Farmington Meetinghouse
Newsletter, October 2022
October 29, 2022
FOR IMMEDIATE RELEASE:
1816 Farmington Quaker Meetinghouse Museum and Seneca Art & Culture Center at Ganondagan Present Educator Marissa Corwin Manitowabi
Attention Educators! Please join us at 2 p.m. on Saturday, November 12, for an interactive program titled, “Haudenosaunee Representation in Elementary Education: Precedents and Possibilities” at the Seneca Art & Culture Center, Ganondagan State Historic Site, 7000 County Rd. 41 (BoughtonHill Rd.), Victor, NY, 14564.

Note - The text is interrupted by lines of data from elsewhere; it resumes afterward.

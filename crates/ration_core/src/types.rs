//! Type definitions for `ration_core`.
//!
//! Reference rows, ingredient profiles, ration lines, computed totals and the
//! policy constants that drive classification.

use std::collections::{BTreeMap, BTreeSet};
use std::ops::{Add, Mul};

use rust_decimal::Decimal;
use serde::{Deserialize, Serialize};

// ---------------------------------------------------------------------------
// ID newtypes
// ---------------------------------------------------------------------------

macro_rules! string_id {
    ($name:ident) => {
        #[derive(Debug, Clone, PartialEq, Eq, PartialOrd, Ord, Hash, Serialize, Deserialize)]
        pub struct $name(pub String);

        impl std::fmt::Display for $name {
            fn fmt(&self, f: &mut std::fmt::Formatter<'_>) -> std::fmt::Result {
                f.write_str(&self.0)
            }
        }
    };
}

string_id!(IngredientId);
string_id!(AnimalId);

// ---------------------------------------------------------------------------
// Nutrients
// ---------------------------------------------------------------------------

#[derive(Debug, Clone, Copy, PartialEq, Eq, PartialOrd, Ord, Hash, Serialize, Deserialize)]
#[serde(rename_all = "snake_case")]
pub enum Nutrient {
    DryMatter,
    ProteinTotal,
    ProteinDigestible,
    NetEnergy,
    DigestibleEnergy,
    MetabolizableEnergy,
    Tdn,
    Calcium,
    Phosphorus,
}

impl Nutrient {
    pub const ALL: [Nutrient; 9] = [
        Nutrient::DryMatter,
        Nutrient::ProteinTotal,
        Nutrient::ProteinDigestible,
        Nutrient::NetEnergy,
        Nutrient::DigestibleEnergy,
        Nutrient::MetabolizableEnergy,
        Nutrient::Tdn,
        Nutrient::Calcium,
        Nutrient::Phosphorus,
    ];

    pub fn label(self) -> &'static str {
        match self {
            Nutrient::DryMatter => "dry matter",
            Nutrient::ProteinTotal => "total protein",
            Nutrient::ProteinDigestible => "digestible protein",
            Nutrient::NetEnergy => "net energy",
            Nutrient::DigestibleEnergy => "digestible energy",
            Nutrient::MetabolizableEnergy => "metabolizable energy",
            Nutrient::Tdn => "TDN",
            Nutrient::Calcium => "calcium",
            Nutrient::Phosphorus => "phosphorus",
        }
    }

    /// Unit of the daily amount: Mcal for energies, kg for everything else.
    pub fn unit(self) -> &'static str {
        match self {
            Nutrient::NetEnergy | Nutrient::DigestibleEnergy | Nutrient::MetabolizableEnergy => {
                "Mcal"
            }
            _ => "kg",
        }
    }
}

impl std::fmt::Display for Nutrient {
    fn fmt(&self, f: &mut std::fmt::Formatter<'_>) -> std::fmt::Result {
        f.write_str(self.label())
    }
}

/// Daily nutrient amounts. Masses in kg, energies in Mcal.
#[derive(Debug, Clone, Copy, PartialEq, Eq, Default, Serialize, Deserialize)]
pub struct NutrientSet {
    pub dry_matter_kg: Decimal,
    pub protein_total_kg: Decimal,
    pub protein_digestible_kg: Decimal,
    pub net_energy_mcal: Decimal,
    pub digestible_energy_mcal: Decimal,
    pub metabolizable_energy_mcal: Decimal,
    pub tdn_kg: Decimal,
    pub calcium_kg: Decimal,
    pub phosphorus_kg: Decimal,
}

impl NutrientSet {
    pub const ZERO: NutrientSet = NutrientSet {
        dry_matter_kg: Decimal::ZERO,
        protein_total_kg: Decimal::ZERO,
        protein_digestible_kg: Decimal::ZERO,
        net_energy_mcal: Decimal::ZERO,
        digestible_energy_mcal: Decimal::ZERO,
        metabolizable_energy_mcal: Decimal::ZERO,
        tdn_kg: Decimal::ZERO,
        calcium_kg: Decimal::ZERO,
        phosphorus_kg: Decimal::ZERO,
    };

    pub fn get(&self, nutrient: Nutrient) -> Decimal {
        match nutrient {
            Nutrient::DryMatter => self.dry_matter_kg,
            Nutrient::ProteinTotal => self.protein_total_kg,
            Nutrient::ProteinDigestible => self.protein_digestible_kg,
            Nutrient::NetEnergy => self.net_energy_mcal,
            Nutrient::DigestibleEnergy => self.digestible_energy_mcal,
            Nutrient::MetabolizableEnergy => self.metabolizable_energy_mcal,
            Nutrient::Tdn => self.tdn_kg,
            Nutrient::Calcium => self.calcium_kg,
            Nutrient::Phosphorus => self.phosphorus_kg,
        }
    }

    pub fn get_mut(&mut self, nutrient: Nutrient) -> &mut Decimal {
        match nutrient {
            Nutrient::DryMatter => &mut self.dry_matter_kg,
            Nutrient::ProteinTotal => &mut self.protein_total_kg,
            Nutrient::ProteinDigestible => &mut self.protein_digestible_kg,
            Nutrient::NetEnergy => &mut self.net_energy_mcal,
            Nutrient::DigestibleEnergy => &mut self.digestible_energy_mcal,
            Nutrient::MetabolizableEnergy => &mut self.metabolizable_energy_mcal,
            Nutrient::Tdn => &mut self.tdn_kg,
            Nutrient::Calcium => &mut self.calcium_kg,
            Nutrient::Phosphorus => &mut self.phosphorus_kg,
        }
    }

    /// Applies `f` to every field pair, building a new set.
    pub fn zip_with(&self, other: &NutrientSet, f: impl Fn(Decimal, Decimal) -> Decimal) -> Self {
        let mut out = NutrientSet::ZERO;
        for nutrient in Nutrient::ALL {
            *out.get_mut(nutrient) = f(self.get(nutrient), other.get(nutrient));
        }
        out
    }

    /// Field-wise sum, `None` if any field overflows.
    pub fn checked_add(&self, other: &NutrientSet) -> Option<Self> {
        let mut out = NutrientSet::ZERO;
        for nutrient in Nutrient::ALL {
            *out.get_mut(nutrient) = self.get(nutrient).checked_add(other.get(nutrient))?;
        }
        Some(out)
    }

    /// Linear interpolation: `self + factor * (upper - self)` per field.
    pub fn lerp(&self, upper: &NutrientSet, factor: Decimal) -> Self {
        self.zip_with(upper, |lo, hi| lo + factor * (hi - lo))
    }

    pub fn iter(&self) -> impl Iterator<Item = (Nutrient, Decimal)> + '_ {
        Nutrient::ALL.into_iter().map(|n| (n, self.get(n)))
    }
}

impl Add for NutrientSet {
    type Output = NutrientSet;

    fn add(self, rhs: NutrientSet) -> NutrientSet {
        self.zip_with(&rhs, |a, b| a + b)
    }
}

impl Mul<Decimal> for NutrientSet {
    type Output = NutrientSet;

    fn mul(self, factor: Decimal) -> NutrientSet {
        self.zip_with(&NutrientSet::ZERO, |a, _| a * factor)
    }
}

// ---------------------------------------------------------------------------
// Reference rows
// ---------------------------------------------------------------------------

#[derive(Debug, Clone, Copy, PartialEq, Eq, Hash, Serialize, Deserialize)]
#[serde(rename_all = "snake_case")]
pub enum TableKind {
    Maintenance,
    Production,
    Gestation,
    Growing,
}

impl TableKind {
    pub fn as_str(self) -> &'static str {
        match self {
            TableKind::Maintenance => "maintenance",
            TableKind::Production => "production",
            TableKind::Gestation => "gestation",
            TableKind::Growing => "growing",
        }
    }
}

impl std::fmt::Display for TableKind {
    fn fmt(&self, f: &mut std::fmt::Formatter<'_>) -> std::fmt::Result {
        f.write_str(self.as_str())
    }
}

impl std::str::FromStr for TableKind {
    type Err = String;

    fn from_str(s: &str) -> Result<Self, Self::Err> {
        match s {
            "maintenance" => Ok(TableKind::Maintenance),
            "production" => Ok(TableKind::Production),
            "gestation" => Ok(TableKind::Gestation),
            "growing" | "ceba" => Ok(TableKind::Growing),
            other => Err(format!("unknown reference table '{other}'")),
        }
    }
}

/// Maintenance requirement of a lactating cow, per animal per day.
#[derive(Debug, Clone, Copy, PartialEq, Eq, Serialize, Deserialize)]
pub struct MaintenanceRow {
    pub weight_kg: Decimal,
    pub nutrients: NutrientSet,
}

/// Requirement per kg of milk at a given fat percentage.
#[derive(Debug, Clone, Copy, PartialEq, Eq, Serialize, Deserialize)]
pub struct ProductionRow {
    pub fat_pct: Decimal,
    pub nutrients: NutrientSet,
}

/// Additional requirement during the last ~75 days of gestation.
#[derive(Debug, Clone, Copy, PartialEq, Eq, Serialize, Deserialize)]
pub struct GestationRow {
    pub weight_kg: Decimal,
    pub nutrients: NutrientSet,
}

/// Growing/finishing (ceba) requirement for a weight band and daily-gain band.
#[derive(Debug, Clone, Copy, PartialEq, Eq, Serialize, Deserialize)]
pub struct GrowingRow {
    pub weight_min_kg: Decimal,
    pub weight_max_kg: Decimal,
    pub gain_min_kg: Decimal,
    pub gain_max_kg: Decimal,
    pub crude_protein_g: Decimal,
    pub digestible_protein_g: Decimal,
    pub metabolizable_energy_mcal: Decimal,
    pub calcium_g: Decimal,
    pub phosphorus_g: Decimal,
    pub dry_matter_kg: Decimal,
}

impl GrowingRow {
    /// Nutrients this table carries; the rest are not part of a growing balance.
    pub const NUTRIENTS: [Nutrient; 6] = [
        Nutrient::DryMatter,
        Nutrient::ProteinTotal,
        Nutrient::ProteinDigestible,
        Nutrient::MetabolizableEnergy,
        Nutrient::Calcium,
        Nutrient::Phosphorus,
    ];

    pub fn contains_weight(&self, weight_kg: Decimal) -> bool {
        self.weight_min_kg <= weight_kg && weight_kg <= self.weight_max_kg
    }

    pub fn contains_gain(&self, gain_kg: Decimal) -> bool {
        self.gain_min_kg <= gain_kg && gain_kg <= self.gain_max_kg
    }

    /// Bands that only share an edge do not overlap; first match settles the edge.
    pub fn overlaps(&self, other: &GrowingRow) -> bool {
        self.weight_min_kg < other.weight_max_kg
            && other.weight_min_kg < self.weight_max_kg
            && self.gain_min_kg < other.gain_max_kg
            && other.gain_min_kg < self.gain_max_kg
    }

    /// Converts gram columns to kg. Fields outside `NUTRIENTS` stay zero.
    pub fn as_nutrient_set(&self) -> NutrientSet {
        let grams = Decimal::ONE_THOUSAND;
        NutrientSet {
            dry_matter_kg: self.dry_matter_kg,
            protein_total_kg: self.crude_protein_g / grams,
            protein_digestible_kg: self.digestible_protein_g / grams,
            metabolizable_energy_mcal: self.metabolizable_energy_mcal,
            calcium_kg: self.calcium_g / grams,
            phosphorus_kg: self.phosphorus_g / grams,
            ..NutrientSet::ZERO
        }
    }
}
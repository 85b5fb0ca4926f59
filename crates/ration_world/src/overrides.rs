use anyhow::{anyhow, bail, Context, Result};
use ration_core::Constants;
use rust_decimal::Decimal;
use std::collections::HashMap;
use std::str::FromStr;

const VALID_KEYS: &[&str] = &[
    "deficient_below_pct",
    "excess_above_pct",
    "fair_max_deficiencies",
    "gestation_threshold_days",
    "percentage_sum_tolerance",
    "max_body_weight_kg",
    "max_milk_yield_kg",
    "max_fat_pct",
    "max_gestation_days",
    "max_daily_gain_kg",
    "max_line_quantity_kg",
    "forage_share_pct",
    "concentrate_share_pct",
    "mineral_share_pct",
    "default_ration_kg",
];

/// Reads a flat JSON object of constant overrides.
pub fn load_overrides(path: &str) -> Result<HashMap<String, serde_json::Value>> {
    let text = std::fs::read_to_string(path).with_context(|| format!("reading {path}"))?;
    serde_json::from_str(&text).with_context(|| format!("parsing {path}"))
}

pub fn apply_overrides(
    constants: &mut Constants,
    overrides: &HashMap<String, serde_json::Value>,
) -> Result<()> {
    for (key, value) in overrides {
        match key.as_str() {
            "deficient_below_pct" => constants.deficient_below_pct = as_decimal(key, value)?,
            "excess_above_pct" => constants.excess_above_pct = as_decimal(key, value)?,
            "fair_max_deficiencies" => {
                constants.fair_max_deficiencies = as_usize(key, value)?;
            }
            "gestation_threshold_days" => {
                constants.gestation_threshold_days = as_u32(key, value)?;
            }
            "percentage_sum_tolerance" => {
                constants.percentage_sum_tolerance = as_decimal(key, value)?;
            }
            "max_body_weight_kg" => constants.max_body_weight_kg = as_decimal(key, value)?,
            "max_milk_yield_kg" => constants.max_milk_yield_kg = as_decimal(key, value)?,
            "max_fat_pct" => constants.max_fat_pct = as_decimal(key, value)?,
            "max_gestation_days" => constants.max_gestation_days = as_u32(key, value)?,
            "max_daily_gain_kg" => constants.max_daily_gain_kg = as_decimal(key, value)?,
            "max_line_quantity_kg" => {
                constants.max_line_quantity_kg = as_decimal(key, value)?;
            }
            "forage_share_pct" => constants.forage_share_pct = as_decimal(key, value)?,
            "concentrate_share_pct" => {
                constants.concentrate_share_pct = as_decimal(key, value)?;
            }
            "mineral_share_pct" => constants.mineral_share_pct = as_decimal(key, value)?,
            "default_ration_kg" => constants.default_ration_kg = as_decimal(key, value)?,
            _ => bail!(
                "unknown override key '{key}'. Valid keys: {}",
                VALID_KEYS.join(", ")
            ),
        }
    }
    Ok(())
}

/// Numbers go through their JSON text so `0.1` stays exactly `0.1`.
fn as_decimal(key: &str, value: &serde_json::Value) -> Result<Decimal> {
    let text = match value {
        serde_json::Value::Number(n) => n.to_string(),
        serde_json::Value::String(s) => s.clone(),
        _ => bail!("override '{key}': expected a number, got {value}"),
    };
    Decimal::from_str(&text)
        .or_else(|_| Decimal::from_scientific(&text))
        .map_err(|_| anyhow!("override '{key}': expected a number, got {value}"))
}

fn as_u64(key: &str, value: &serde_json::Value) -> Result<u64> {
    value
        .as_u64()
        .ok_or_else(|| anyhow!("override '{key}': expected a positive integer, got {value}"))
}

fn as_u32(key: &str, value: &serde_json::Value) -> Result<u32> {
    let val = as_u64(key, value)?;
    u32::try_from(val).map_err(|_| anyhow!("override '{key}': value {val} exceeds u32 range"))
}

fn as_usize(key: &str, value: &serde_json::Value) -> Result<usize> {
    let val = as_u64(key, value)?;
    usize::try_from(val).map_err(|_| anyhow!("override '{key}': value {val} exceeds usize range"))
}

#[cfg(test)]
mod tests {
    use super::*;
    use rust_decimal_macros::dec;

    fn default_constants() -> Constants {
        serde_json::from_str(include_str!("../../../content/constants.json")).unwrap()
    }

    #[test]
    fn decimal_override_keeps_exact_value() {
        let mut constants = default_constants();
        let overrides = HashMap::from([(
            "percentage_sum_tolerance".to_string(),
            serde_json::json!(0.2),
        )]);
        apply_overrides(&mut constants, &overrides).unwrap();
        assert_eq!(constants.percentage_sum_tolerance, dec!(0.2));
    }

    #[test]
    fn decimal_override_accepts_strings() {
        let mut constants = default_constants();
        let overrides = HashMap::from([(
            "excess_above_pct".to_string(),
            serde_json::json!("115.5"),
        )]);
        apply_overrides(&mut constants, &overrides).unwrap();
        assert_eq!(constants.excess_above_pct, dec!(115.5));
    }

    #[test]
    fn integer_overrides() {
        let mut constants = default_constants();
        let overrides = HashMap::from([
            ("gestation_threshold_days".to_string(), serde_json::json!(200)),
            ("fair_max_deficiencies".to_string(), serde_json::json!(1)),
        ]);
        apply_overrides(&mut constants, &overrides).unwrap();
        assert_eq!(constants.gestation_threshold_days, 200);
        assert_eq!(constants.fair_max_deficiencies, 1);
    }

    #[test]
    fn line_quantity_cap_override() {
        let mut constants = default_constants();
        assert_eq!(constants.max_line_quantity_kg, dec!(200));
        let overrides = HashMap::from([(
            "max_line_quantity_kg".to_string(),
            serde_json::json!(150),
        )]);
        apply_overrides(&mut constants, &overrides).unwrap();
        assert_eq!(constants.max_line_quantity_kg, dec!(150));
    }

    #[test]
    fn unknown_key_errors() {
        let mut constants = default_constants();
        let overrides = HashMap::from([("nonexistent_field".to_string(), serde_json::json!(1.0))]);
        let err = apply_overrides(&mut constants, &overrides)
            .unwrap_err()
            .to_string();
        assert!(err.contains("unknown override key"));
        assert!(err.contains("nonexistent_field"));
    }

    #[test]
    fn type_mismatch_errors() {
        let mut constants = default_constants();
        let overrides = HashMap::from([(
            "max_gestation_days".to_string(),
            serde_json::json!("not_a_number"),
        )]);
        assert!(apply_overrides(&mut constants, &overrides).is_err());

        let overrides = HashMap::from([("max_fat_pct".to_string(), serde_json::json!([1]))]);
        assert!(apply_overrides(&mut constants, &overrides).is_err());
    }
}
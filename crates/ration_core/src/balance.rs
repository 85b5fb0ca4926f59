//! Requirement vs. supply comparison.

use rust_decimal::Decimal;

use crate::{
    Advice, BalanceReport, BalanceStatus, Constants, ContributionTotals, GrowingRow,
    LactationRequirements, Nutrient, NutrientBalance, NutrientSet, Rating,
};

pub struct BalanceEvaluator<'a> {
    constants: &'a Constants,
}

impl<'a> BalanceEvaluator<'a> {
    pub fn new(constants: &'a Constants) -> Self {
        Self { constants }
    }

    /// Compares every nutrient of the lactation totals.
    pub fn evaluate(
        &self,
        requirements: &LactationRequirements,
        contributions: &ContributionTotals,
    ) -> BalanceReport {
        self.compare(&requirements.totals, contributions, &Nutrient::ALL)
    }

    /// Compares the nutrients the growing table carries.
    pub fn evaluate_growing(
        &self,
        row: &GrowingRow,
        contributions: &ContributionTotals,
    ) -> BalanceReport {
        self.compare(&row.as_nutrient_set(), contributions, &GrowingRow::NUTRIENTS)
    }

    fn compare(
        &self,
        required: &NutrientSet,
        contributions: &ContributionTotals,
        nutrients: &[Nutrient],
    ) -> BalanceReport {
        let balances: Vec<NutrientBalance> = nutrients
            .iter()
            .map(|&n| self.nutrient_balance(n, required.get(n), contributions))
            .collect();

        let deficient_count = balances
            .iter()
            .filter(|b| b.status == BalanceStatus::Deficient)
            .count();
        let excess_count = balances
            .iter()
            .filter(|b| b.status == BalanceStatus::Excess)
            .count();
        let lower_bound = balances.iter().any(|b| b.lower_bound);

        BalanceReport {
            nutrients: balances,
            deficient_count,
            excess_count,
            rating: self.rate(deficient_count),
            lower_bound,
        }
    }

    fn nutrient_balance(
        &self,
        nutrient: Nutrient,
        required: Decimal,
        contributions: &ContributionTotals,
    ) -> NutrientBalance {
        let supplied = contributions.supplied.get(nutrient);
        let coverage_pct = coverage_pct(supplied, required);
        let status = if required <= Decimal::ZERO {
            BalanceStatus::NoRequirement
        } else if !contributions.has_data(nutrient) {
            BalanceStatus::NoData
        } else {
            self.classify(coverage_pct)
        };
        NutrientBalance {
            nutrient,
            required,
            supplied,
            difference: supplied - required,
            coverage_pct,
            status,
            lower_bound: contributions.is_lower_bound(nutrient),
        }
    }

    pub fn classify(&self, coverage_pct: Decimal) -> BalanceStatus {
        if coverage_pct < self.constants.deficient_below_pct {
            BalanceStatus::Deficient
        } else if coverage_pct > self.constants.excess_above_pct {
            BalanceStatus::Excess
        } else {
            BalanceStatus::Adequate
        }
    }

    pub fn rate(&self, deficient_count: usize) -> Rating {
        if deficient_count > self.constants.fair_max_deficiencies {
            Rating::Poor
        } else if deficient_count > 0 {
            Rating::Fair
        } else {
            Rating::Good
        }
    }
}

/// `supplied / required * 100`, or 0 when nothing is required. Saturates at
/// `Decimal::MAX` when the ratio is not representable.
pub fn coverage_pct(supplied: Decimal, required: Decimal) -> Decimal {
    if required <= Decimal::ZERO {
        return Decimal::ZERO;
    }
    supplied
        .checked_div(required)
        .and_then(|ratio| ratio.checked_mul(Decimal::ONE_HUNDRED))
        .unwrap_or(Decimal::MAX)
}

impl BalanceReport {
    /// Deficit alerts followed by excess recommendations, in nutrient order.
    pub fn advice(&self) -> Vec<Advice> {
        let deficits = self
            .nutrients
            .iter()
            .filter(|b| b.status == BalanceStatus::Deficient)
            .map(|b| Advice::Deficit {
                nutrient: b.nutrient,
                coverage_pct: b.coverage_pct,
            });
        let excesses = self
            .nutrients
            .iter()
            .filter(|b| b.status == BalanceStatus::Excess)
            .map(|b| Advice::Excess {
                nutrient: b.nutrient,
                coverage_pct: b.coverage_pct,
            });
        deficits.chain(excesses).collect()
    }

    pub fn get(&self, nutrient: Nutrient) -> Option<&NutrientBalance> {
        self.nutrients.iter().find(|b| b.nutrient == nutrient)
    }
}
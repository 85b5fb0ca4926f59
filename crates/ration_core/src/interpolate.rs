use rust_decimal::Decimal;

use crate::{BandedRows, CalcError, GrowingRow, KeyedRow, KeyedRows, Resolution, TableKind};

/// Exact row, interpolated row, or the nearest edge row when `key` lies outside
/// the table. Never extrapolates.
pub fn lookup<T>(table: &T, key: Decimal) -> Result<T::Row, CalcError>
where
    T: KeyedRows + ?Sized,
{
    resolve(table, key).map(|(row, _)| row)
}

/// Like [`lookup`], also reporting how the row was obtained.
pub fn resolve<T>(table: &T, key: Decimal) -> Result<(T::Row, Resolution), CalcError>
where
    T: KeyedRows + ?Sized,
{
    if let Some(row) = table.find_exact(key) {
        return Ok((row, Resolution::Exact));
    }

    match (table.find_less_or_equal(key), table.find_greater(key)) {
        (Some(lower), Some(upper)) => {
            let (lo, hi) = (lower.key(), upper.key());
            let factor = (key - lo) / (hi - lo);
            let row = <T::Row as KeyedRow>::interpolate(&lower, &upper, key, factor);
            Ok((
                row,
                Resolution::Interpolated {
                    lower_key: lo,
                    upper_key: hi,
                },
            ))
        }
        (Some(lower), None) => Ok((lower, Resolution::ClampedHigh)),
        (None, Some(upper)) => Ok((upper, Resolution::ClampedLow)),
        (None, None) => Err(CalcError::ReferenceDataMissing {
            table: <T::Row as KeyedRow>::TABLE,
        }),
    }
}

/// Growing-table lookup by inclusive weight band and, when given, gain band.
pub fn lookup_band<T>(
    table: &T,
    weight_kg: Decimal,
    daily_gain_kg: Option<Decimal>,
) -> Result<GrowingRow, CalcError>
where
    T: BandedRows + ?Sized,
{
    if table.is_empty() {
        return Err(CalcError::ReferenceDataMissing {
            table: TableKind::Growing,
        });
    }
    table
        .find_by_band(weight_kg, daily_gain_kg)
        .ok_or(CalcError::OutOfRange {
            table: TableKind::Growing,
            weight_kg,
            daily_gain_kg,
        })
}
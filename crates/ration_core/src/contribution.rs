//! Nutrients supplied by a ration.

use std::collections::{BTreeMap, BTreeSet};

use rust_decimal::Decimal;

use crate::{
    AverageProfile, CalcError, ContributionTotals, IngredientId, IngredientSource,
    LineContribution, MissingAnalysis, Nutrient, NutrientSet, RationLine,
};

const HUNDRED: Decimal = Decimal::ONE_HUNDRED;

pub struct NutrientContributionCalculator<'a, I: IngredientSource + ?Sized> {
    ingredients: &'a I,
}

impl<'a, I: IngredientSource + ?Sized> NutrientContributionCalculator<'a, I> {
    pub fn new(ingredients: &'a I) -> Self {
        Self { ingredients }
    }

    /// Sums per-line supply. Lines must already be validated; an unknown
    /// ingredient is still rejected here.
    pub fn calculate(&self, lines: &[RationLine]) -> Result<ContributionTotals, CalcError> {
        let mut totals = ContributionTotals {
            supplied: NutrientSet::ZERO,
            lines: Vec::with_capacity(lines.len()),
            warnings: Vec::new(),
            reported: BTreeSet::new(),
            unreported: BTreeMap::new(),
            fed_kg: Decimal::ZERO,
            cost_total: Decimal::ZERO,
        };

        for (i, line) in lines.iter().enumerate() {
            if self.ingredients.ingredient(&line.ingredient_id).is_none() {
                return Err(CalcError::invalid(
                    format!("lines[{i}].ingredient_id"),
                    format!("unknown ingredient '{}'", line.ingredient_id),
                ));
            }
            let cost_overflow = || overflow(format!("lines[{i}].cost_per_kg"));
            let supply_overflow = || overflow(format!("lines[{i}].quantity_kg"));
            let cost = line
                .quantity_kg
                .checked_mul(line.cost_per_kg.unwrap_or(Decimal::ZERO))
                .ok_or_else(cost_overflow)?;
            totals.cost_total = totals.cost_total.checked_add(cost).ok_or_else(cost_overflow)?;
            totals.fed_kg = totals
                .fed_kg
                .checked_add(line.quantity_kg)
                .ok_or_else(supply_overflow)?;

            let supplied = match self.ingredients.average_profile(&line.ingredient_id) {
                Some(avg) => {
                    let (set, reported) =
                        line_supply(line.quantity_kg, &avg).ok_or_else(supply_overflow)?;
                    totals.supplied = totals
                        .supplied
                        .checked_add(&set)
                        .ok_or_else(supply_overflow)?;
                    record_reporting(&mut totals, &line.ingredient_id, &reported);
                    Some(set)
                }
                None => {
                    totals.warnings.push(MissingAnalysis {
                        line_index: i,
                        ingredient_id: line.ingredient_id.clone(),
                    });
                    None
                }
            };

            totals.lines.push(LineContribution {
                ingredient_id: line.ingredient_id.clone(),
                quantity_kg: line.quantity_kg,
                supplied,
                cost,
            });
        }
        Ok(totals)
    }
}

fn overflow(field: String) -> CalcError {
    CalcError::invalid(field, "supply exceeds the representable range")
}

fn record_reporting(totals: &mut ContributionTotals, id: &IngredientId, reported: &[Nutrient]) {
    for nutrient in Nutrient::ALL {
        if reported.contains(&nutrient) {
            totals.reported.insert(nutrient);
        } else {
            totals.unreported.entry(nutrient).or_default().push(id.clone());
        }
    }
}

/// Supply of one line and the nutrients its analyses actually report, or
/// `None` if a product overflows.
///
/// Dry matter is `quantity * dm% / 100`. Percentage nutrients are a share of
/// that dry matter; energies are Mcal per kg of it.
pub fn line_supply(
    quantity_kg: Decimal,
    avg: &AverageProfile,
) -> Option<(NutrientSet, Vec<Nutrient>)> {
    let dm = quantity_kg.checked_mul(avg.dry_matter_pct)? / HUNDRED;
    let mut set = NutrientSet {
        dry_matter_kg: dm,
        protein_total_kg: dm.checked_mul(avg.crude_protein_pct)? / HUNDRED,
        ..NutrientSet::ZERO
    };
    let mut reported = vec![Nutrient::DryMatter, Nutrient::ProteinTotal];

    let pct = [
        (Nutrient::ProteinDigestible, avg.digestible_protein_pct),
        (Nutrient::Tdn, avg.tdn_pct),
        (Nutrient::Calcium, avg.calcium_pct),
        (Nutrient::Phosphorus, avg.phosphorus_pct),
    ];
    for (nutrient, value) in pct {
        if let Some(p) = value {
            *set.get_mut(nutrient) = dm.checked_mul(p)? / HUNDRED;
            reported.push(nutrient);
        }
    }

    let energy = [
        (Nutrient::NetEnergy, avg.net_energy_lactation_mcal_kg),
        (Nutrient::DigestibleEnergy, avg.digestible_energy_mcal_kg),
        (Nutrient::MetabolizableEnergy, avg.metabolizable_energy_mcal_kg),
    ];
    for (nutrient, value) in energy {
        if let Some(mcal) = value {
            *set.get_mut(nutrient) = dm.checked_mul(mcal)?;
            reported.push(nutrient);
        }
    }

    Some((set, reported))
}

Marissa Manitowabi (Seneca), a museum education professional, has a B.F.A. in Product Design Parsons School of Design and an M.S. Ed. in Museum Education from Bank Street Graduate School. She has been using her dual training in arts and education over the past decade to study how Native peoples are represented in elementary schools in New York State and to create materials that inform the public about Haudenosaunee culture and history. Working in consultation with multiple Haudenosaunee community members and in collaboration with the American Museum of Natural History, the National Museum of the American Indian, The Seneca-Iroquois National Museum and others, Marissa has created curricula, visual materials, educational displays, hands-on activities, and
programming to engage visitors and students while they learn. She is currently working with Ganondagan State Historic Site to create a database of K-12 materials about the Haudenosaunee that will provide teachers with the most accurate available materials, and which will inform future curricula creation.
Marissa will provide an overview of how elementary school educators in New York state have approached teaching about Haudenosaunee history and culture and will share some of the better pedagogical approaches for teaching about Indigenous peoples that have emerged over the past few decades.